From the listing below, extract each line containing the string "rest".
------ Information ------
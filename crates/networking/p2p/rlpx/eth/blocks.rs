use bytes::BufMut;
use ethwire_common::types::{BlockBody, BlockHash, BlockHeader, BlockNumber};
use ethwire_rlp::{
    decode::RLPDecode,
    encode::RLPEncode,
    error::{RLPDecodeError, RLPEncodeError},
    structs::{Decoder, Encoder},
};

use crate::rlpx::message::RLPxMessage;

pub const HASH_FIRST_BYTE_DECODER: u8 = 160;

// Limits taken from
// https://github.com/ethereum/go-ethereum/blob/master/eth/protocols/eth/handler.go
pub const BLOCK_HEADER_LIMIT: u64 = 1024;
pub const BLOCK_BODY_LIMIT: usize = 1024;

#[derive(Debug, PartialEq, Eq, Clone)]
pub enum HashOrNumber {
    Hash(BlockHash),
    Number(BlockNumber),
}

impl RLPEncode for HashOrNumber {
    fn encode(&self, buf: &mut dyn BufMut) {
        match self {
            HashOrNumber::Hash(hash) => hash.encode(buf),
            HashOrNumber::Number(number) => number.encode(buf),
        }
    }
}

impl From<BlockHash> for HashOrNumber {
    fn from(value: BlockHash) -> Self {
        Self::Hash(value)
    }
}

impl RLPDecode for HashOrNumber {
    fn decode_unfinished(buf: &[u8]) -> Result<(Self, &[u8]), RLPDecodeError> {
        let first_byte = buf.first().ok_or(RLPDecodeError::InvalidLength)?;
        // a 32-byte hash always encodes with prefix 0x80 + 32 = 0xa0;
        // block numbers are shorter
        if *first_byte == HASH_FIRST_BYTE_DECODER {
            let (hash, rest) = BlockHash::decode_unfinished(buf)?;
            return Ok((Self::Hash(hash), rest));
        }
        let (number, rest) = u64::decode_unfinished(buf)?;
        Ok((Self::Number(number), rest))
    }
}

// https://github.com/ethereum/devp2p/blob/master/caps/eth.md#getblockheaders-0x03
#[derive(Debug, Clone, PartialEq, Eq)]
pub struct GetBlockHeaders {
    /// Chosen by the requesting peer from eth/66 on; the responding peer
    /// must mirror it. Zero below eth/66.
    pub id: u64,
    pub startblock: HashOrNumber,
    pub limit: u64,
    pub skip: u64,
    pub reverse: bool,
}

impl GetBlockHeaders {
    pub fn new(id: u64, startblock: HashOrNumber, limit: u64, skip: u64, reverse: bool) -> Self {
        Self {
            id,
            startblock,
            limit,
            skip,
            reverse,
        }
    }
}

impl RLPxMessage for GetBlockHeaders {
    const CODE: u8 = 0x03;

    fn encode(&self, buf: &mut dyn BufMut) -> Result<(), RLPEncodeError> {
        Encoder::new(buf)
            .encode_field(&self.startblock)
            .encode_field(&self.limit)
            .encode_field(&self.skip)
            .encode_field(&(self.reverse as u8))
            .finish();
        Ok(())
    }

    fn decode(msg_data: &[u8]) -> Result<Self, RLPDecodeError> {
        let decoder = Decoder::new(msg_data)?;
        let (startblock, decoder) = decoder.decode_field("startBlock")?;
        let (limit, decoder) = decoder.decode_field("limit")?;
        let (skip, decoder) = decoder.decode_field("skip")?;
        let (reverse, decoder): (u8, _) = decoder.decode_field("reverse")?;
        decoder.finish()?;
        Ok(Self::new(0, startblock, limit, skip, reverse != 0))
    }

    fn encode66(&self, buf: &mut dyn BufMut) -> Result<(), RLPEncodeError> {
        Encoder::new(buf)
            .encode_field(&self.id)
            .encode_field(&(
                self.startblock.clone(),
                self.limit,
                self.skip,
                self.reverse as u8,
            ))
            .finish();
        Ok(())
    }

    fn decode66(msg_data: &[u8]) -> Result<Self, RLPDecodeError> {
        let decoder = Decoder::new(msg_data)?;
        let (id, decoder): (u64, _) = decoder.decode_field("request-id")?;
        let ((startblock, limit, skip, reverse), decoder): ((HashOrNumber, u64, u64, u8), _) =
            decoder.decode_field("getBlockHeaders params")?;
        decoder.finish()?;
        Ok(Self::new(id, startblock, limit, skip, reverse != 0))
    }
}

// https://github.com/ethereum/devp2p/blob/master/caps/eth.md#blockheaders-0x04
#[derive(Debug, Clone, PartialEq, Eq)]
pub struct BlockHeaders {
    pub id: u64,
    pub block_headers: Vec<BlockHeader>,
}

impl BlockHeaders {
    pub fn new(id: u64, block_headers: Vec<BlockHeader>) -> Self {
        Self { block_headers, id }
    }
}

impl RLPxMessage for BlockHeaders {
    const CODE: u8 = 0x04;

    fn encode(&self, buf: &mut dyn BufMut) -> Result<(), RLPEncodeError> {
        self.block_headers.encode(buf);
        Ok(())
    }

    fn decode(msg_data: &[u8]) -> Result<Self, RLPDecodeError> {
        let block_headers = Vec::decode(msg_data)?;
        Ok(Self::new(0, block_headers))
    }

    fn encode66(&self, buf: &mut dyn BufMut) -> Result<(), RLPEncodeError> {
        Encoder::new(buf)
            .encode_field(&self.id)
            .encode_field(&self.block_headers)
            .finish();
        Ok(())
    }

    fn decode66(msg_data: &[u8]) -> Result<Self, RLPDecodeError> {
        let decoder = Decoder::new(msg_data)?;
        let (id, decoder): (u64, _) = decoder.decode_field("request-id")?;
        let (block_headers, decoder) = decoder.decode_field("headers")?;
        decoder.finish()?;
        Ok(Self::new(id, block_headers))
    }
}

// https://github.com/ethereum/devp2p/blob/master/caps/eth.md#getblockbodies-0x05
#[derive(Debug, Clone, PartialEq, Eq)]
pub struct GetBlockBodies {
    pub id: u64,
    pub block_hashes: Vec<BlockHash>,
}

impl GetBlockBodies {
    pub fn new(id: u64, block_hashes: Vec<BlockHash>) -> Self {
        Self { block_hashes, id }
    }
}

impl RLPxMessage for GetBlockBodies {
    const CODE: u8 = 0x05;

    fn encode(&self, buf: &mut dyn BufMut) -> Result<(), RLPEncodeError> {
        self.block_hashes.encode(buf);
        Ok(())
    }

    fn decode(msg_data: &[u8]) -> Result<Self, RLPDecodeError> {
        let block_hashes = Vec::decode(msg_data)?;
        Ok(Self::new(0, block_hashes))
    }

    fn encode66(&self, buf: &mut dyn BufMut) -> Result<(), RLPEncodeError> {
        Encoder::new(buf)
            .encode_field(&self.id)
            .encode_field(&self.block_hashes)
            .finish();
        Ok(())
    }

    fn decode66(msg_data: &[u8]) -> Result<Self, RLPDecodeError> {
        let decoder = Decoder::new(msg_data)?;
        let (id, decoder): (u64, _) = decoder.decode_field("request-id")?;
        let (block_hashes, decoder) = decoder.decode_field("blockHashes")?;
        decoder.finish()?;
        Ok(Self::new(id, block_hashes))
    }
}

// https://github.com/ethereum/devp2p/blob/master/caps/eth.md#blockbodies-0x06
#[derive(Debug, Clone, PartialEq, Eq)]
pub struct BlockBodies {
    pub id: u64,
    pub block_bodies: Vec<BlockBody>,
}

impl BlockBodies {
    pub fn new(id: u64, block_bodies: Vec<BlockBody>) -> Self {
        Self { block_bodies, id }
    }
}

impl RLPxMessage for BlockBodies {
    const CODE: u8 = 0x06;

    fn encode(&self, buf: &mut dyn BufMut) -> Result<(), RLPEncodeError> {
        self.block_bodies.encode(buf);
        Ok(())
    }

    fn decode(msg_data: &[u8]) -> Result<Self, RLPDecodeError> {
        let block_bodies = Vec::decode(msg_data)?;
        Ok(Self::new(0, block_bodies))
    }

    fn encode66(&self, buf: &mut dyn BufMut) -> Result<(), RLPEncodeError> {
        Encoder::new(buf)
            .encode_field(&self.id)
            .encode_field(&self.block_bodies)
            .finish();
        Ok(())
    }

    fn decode66(msg_data: &[u8]) -> Result<Self, RLPDecodeError> {
        let decoder = Decoder::new(msg_data)?;
        let (id, decoder): (u64, _) = decoder.decode_field("request-id")?;
        let (block_bodies, decoder) = decoder.decode_field("blockBodies")?;
        decoder.finish()?;
        Ok(Self::new(id, block_bodies))
    }
}

/// `NewBlockHashes` announcement entry (gossip, pre-merge only).
#[derive(Debug, Clone, PartialEq, Eq)]
pub struct BlockHashAndNumber {
    pub hash: BlockHash,
    pub number: BlockNumber,
}

impl RLPEncode for BlockHashAndNumber {
    fn encode(&self, buf: &mut dyn BufMut) {
        Encoder::new(buf)
            .encode_field(&self.hash)
            .encode_field(&self.number)
            .finish();
    }
}

impl RLPDecode for BlockHashAndNumber {
    fn decode_unfinished(rlp: &[u8]) -> Result<(Self, &[u8]), RLPDecodeError> {
        let decoder = Decoder::new(rlp)?;
        let (hash, decoder) = decoder.decode_field("hash")?;
        let (number, decoder) = decoder.decode_field("number")?;
        let remaining = decoder.finish()?;
        Ok((Self { hash, number }, remaining))
    }
}

// https://github.com/ethereum/devp2p/blob/master/caps/eth.md#newblockhashes-0x01
#[derive(Debug, Clone, PartialEq, Eq)]
pub struct NewBlockHashes {
    pub block_hashes: Vec<BlockHashAndNumber>,
}

impl RLPxMessage for NewBlockHashes {
    const CODE: u8 = 0x01;

    fn encode(&self, buf: &mut dyn BufMut) -> Result<(), RLPEncodeError> {
        self.block_hashes.encode(buf);
        Ok(())
    }

    fn decode(msg_data: &[u8]) -> Result<Self, RLPDecodeError> {
        let block_hashes = Vec::decode(msg_data)?;
        Ok(Self { block_hashes })
    }
}

// https://github.com/ethereum/devp2p/blob/master/caps/eth.md#newblock-0x07
#[derive(Debug, Clone, PartialEq, Eq)]
pub struct NewBlock {
    pub block: ethwire_common::types::Block,
    pub total_difficulty: ethwire_common::U256,
}

impl RLPxMessage for NewBlock {
    const CODE: u8 = 0x07;

    fn encode(&self, buf: &mut dyn BufMut) -> Result<(), RLPEncodeError> {
        Encoder::new(buf)
            .encode_field(&self.block)
            .encode_field(&self.total_difficulty)
            .finish();
        Ok(())
    }

    fn decode(msg_data: &[u8]) -> Result<Self, RLPDecodeError> {
        let decoder = Decoder::new(msg_data)?;
        let (block, decoder) = decoder.decode_field("block")?;
        let (total_difficulty, decoder) = decoder.decode_field("totalDifficulty")?;
        decoder.finish()?;
        Ok(Self {
            block,
            total_difficulty,
        })
    }
}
------
§ **Result for this exercise**
            let (hash, rest) = BlockHash::decode_unfinished(buf)?;
            return Ok((Self::Hash(hash), rest));
        let (number, rest) = u64::decode_unfinished(buf)?;
        Ok((Self::Number(number), rest))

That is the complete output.